Dans une déclaration ferme, Souleymane Souza Konaté, coordinateur de la cellule de communication de l’UFDG, a salué le travail d’Amnesty International, estimant que le rapport « met en lumière les préoccupations légitimes des Guinéens engagés pour les droits et libertés fondamentales ». Il affirme que les cas d’enlèvements, de séquestrations, de disparitions forcées et l’usage systématique de la violence contre les manifestants ne sont plus isolés mais deviennent une routine inquiétante.
« Sous le régime du CNRD, la justice s’est transformée en un instrument de répression. Les manifestations pacifiques sont systématiquement interdites, sauf lorsqu’elles sont initiées par des partisans du pouvoir. À ce jour, 67 jeunes manifestants ont été tués, illustrant une dérive autoritaire flagrante », a-t-il dénoncé.
Souleymane Souza Konaté a également critiqué « la gestion opaque de la transition, les poursuites judiciaires arbitraires et la volonté manifeste de confisquer le pouvoir », qui, selon lui, installent un climat de tension permanente dans le pays. Il pointe du doigt la fermeture « illégale » de médias indépendants accusés à tort, selon lui, d’atteinte à la sécurité de l’État pour avoir dénoncé la corruption et les détournements de fonds publics.

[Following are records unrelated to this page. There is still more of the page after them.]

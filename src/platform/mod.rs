//! Platform abstraction layer
//!
//! Handles browser/native differences for:
//! - Logger setup
//! - Run seeds
//! - High score and settings storage (LocalStorage on web, JSON files on native)
//! - Haptics (navigator.vibrate on web, log on native)
//!
//! This is the only place the simulation's collaborators are picked per
//! target; the rest of the crate is platform-agnostic.

use crate::game::Game;
use crate::haptics::HapticNotifier;
use crate::highscore::HighScoreStore;
use crate::settings::Settings;
use crate::tuning::Tuning;

#[cfg(not(target_arch = "wasm32"))]
pub type PlatformStore = crate::highscore::FileStore;
#[cfg(target_arch = "wasm32")]
pub type PlatformStore = crate::highscore::LocalStorageStore;

#[cfg(not(target_arch = "wasm32"))]
pub type PlatformNotifier = crate::haptics::LogNotifier;
#[cfg(target_arch = "wasm32")]
pub type PlatformNotifier = crate::haptics::VibrationNotifier;

/// Default high score file name (native)
#[cfg(not(target_arch = "wasm32"))]
pub const HIGH_SCORE_FILE: &str = "avo_jump_highscore.json";

/// Settings file name (native)
#[cfg(not(target_arch = "wasm32"))]
pub const SETTINGS_FILE: &str = "avo_jump_settings.json";

/// Install the logger. Safe to call more than once.
#[cfg(not(target_arch = "wasm32"))]
pub fn init_logging() {
    let _ = env_logger::Builder::from_env(env_logger::Env::default().default_filter_or("info"))
        .try_init();
}

#[cfg(target_arch = "wasm32")]
pub fn init_logging() {
    console_error_panic_hook::set_once();
    let _ = console_log::init_with_level(log::Level::Info);
}

/// Seed for a new game from the wall clock
#[cfg(not(target_arch = "wasm32"))]
pub fn default_seed() -> u64 {
    std::time::SystemTime::now()
        .duration_since(std::time::UNIX_EPOCH)
        .map(|d| d.as_millis() as u64)
        .unwrap_or(0)
}

#[cfg(target_arch = "wasm32")]
pub fn default_seed() -> u64 {
    js_sys::Date::now() as u64
}

/// Directory for saved files (native). `AVO_JUMP_DATA` overrides the default `.`
#[cfg(not(target_arch = "wasm32"))]
pub fn data_dir() -> std::path::PathBuf {
    std::env::var_os("AVO_JUMP_DATA")
        .map(std::path::PathBuf::from)
        .unwrap_or_else(|| std::path::PathBuf::from("."))
}

/// High score store for this target
#[cfg(not(target_arch = "wasm32"))]
pub fn default_store() -> PlatformStore {
    crate::highscore::FileStore::new(data_dir().join(HIGH_SCORE_FILE))
}

#[cfg(target_arch = "wasm32")]
pub fn default_store() -> PlatformStore {
    crate::highscore::LocalStorageStore::new()
}

#[cfg(not(target_arch = "wasm32"))]
pub fn default_notifier() -> PlatformNotifier {
    crate::haptics::LogNotifier
}

#[cfg(target_arch = "wasm32")]
pub fn default_notifier() -> PlatformNotifier {
    crate::haptics::VibrationNotifier::new()
}

/// Build a game wired to this platform's store, notifier and saved settings
pub fn new_game(tuning: Tuning) -> Game<PlatformStore, PlatformNotifier> {
    let settings = Settings::load();
    Game::new(default_store(), default_notifier(), tuning, default_seed()).with_settings(settings)
}

/// Apply new preferences to a running game and remember them for next time
pub fn change_settings<S: HighScoreStore, N: HapticNotifier>(
    game: &mut Game<S, N>,
    settings: Settings,
) {
    log::info!("Settings changed: {}", settings.describe());
    settings.save();
    game.set_settings(settings);
}

#[cfg(all(test, not(target_arch = "wasm32")))]
mod tests {
    use super::*;
    use crate::haptics::{Haptic, RecordingNotifier};
    use crate::highscore::MemoryStore;
    use crate::settings::HapticStrength;

    #[test]
    fn test_default_store_file_name() {
        let store = default_store();
        assert!(store.path().ends_with(HIGH_SCORE_FILE));
    }

    #[test]
    fn test_seed_is_nonzero() {
        assert!(default_seed() > 0);
    }

    #[test]
    fn test_init_logging_twice() {
        init_logging();
        init_logging();
    }

    #[test]
    fn test_native_notifier_accepts_signals() {
        let mut n = default_notifier();
        n.notify_jump(HapticStrength::Light);
        // FileStore trait is usable through the alias
        let store: PlatformStore = crate::highscore::FileStore::new(
            std::env::temp_dir().join(format!("avo_jump_platform_{}.json", std::process::id())),
        );
        assert_eq!(store.read(), 0);
    }

    #[test]
    fn test_change_settings_persists_and_applies() {
        let dir = std::env::temp_dir().join(format!("avo_jump_data_{}", std::process::id()));
        std::fs::create_dir_all(&dir).unwrap();
        // SAFETY: only this test touches AVO_JUMP_DATA
        unsafe { std::env::set_var("AVO_JUMP_DATA", &dir) };

        let mut game = Game::new(
            MemoryStore::new(),
            RecordingNotifier::new(),
            Tuning::default().without_spawns(),
            1,
        );
        let mut settings = game.settings().clone();
        assert!(settings.apply_haptics_option("light"));
        change_settings(&mut game, settings.clone());

        assert_eq!(Settings::load(), settings);
        game.start();
        game.tap();
        assert_eq!(
            game.notifier().played,
            vec![(Haptic::Jump, HapticStrength::Light)]
        );

        unsafe { std::env::remove_var("AVO_JUMP_DATA") };
        let _ = std::fs::remove_dir_all(&dir);
    }
}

Le responsable politique a enfin lancé un appel solennel aux autorités de la transition : « Le CNRD doit respecter ses engagements. Il est impératif que le Général Mamadi Doumbouya mette fin à la répression et organise sans délai des élections libres, inclusives, transparentes et crédibles. Le peuple guinéen mérite de reprendre en main son destin, dans la paix, la justice et la dignité ».
Ce message fort de l’UFDG s’ajoute aux nombreuses voix qui s’élèvent pour exiger une véritable transition démocratique en Guinée.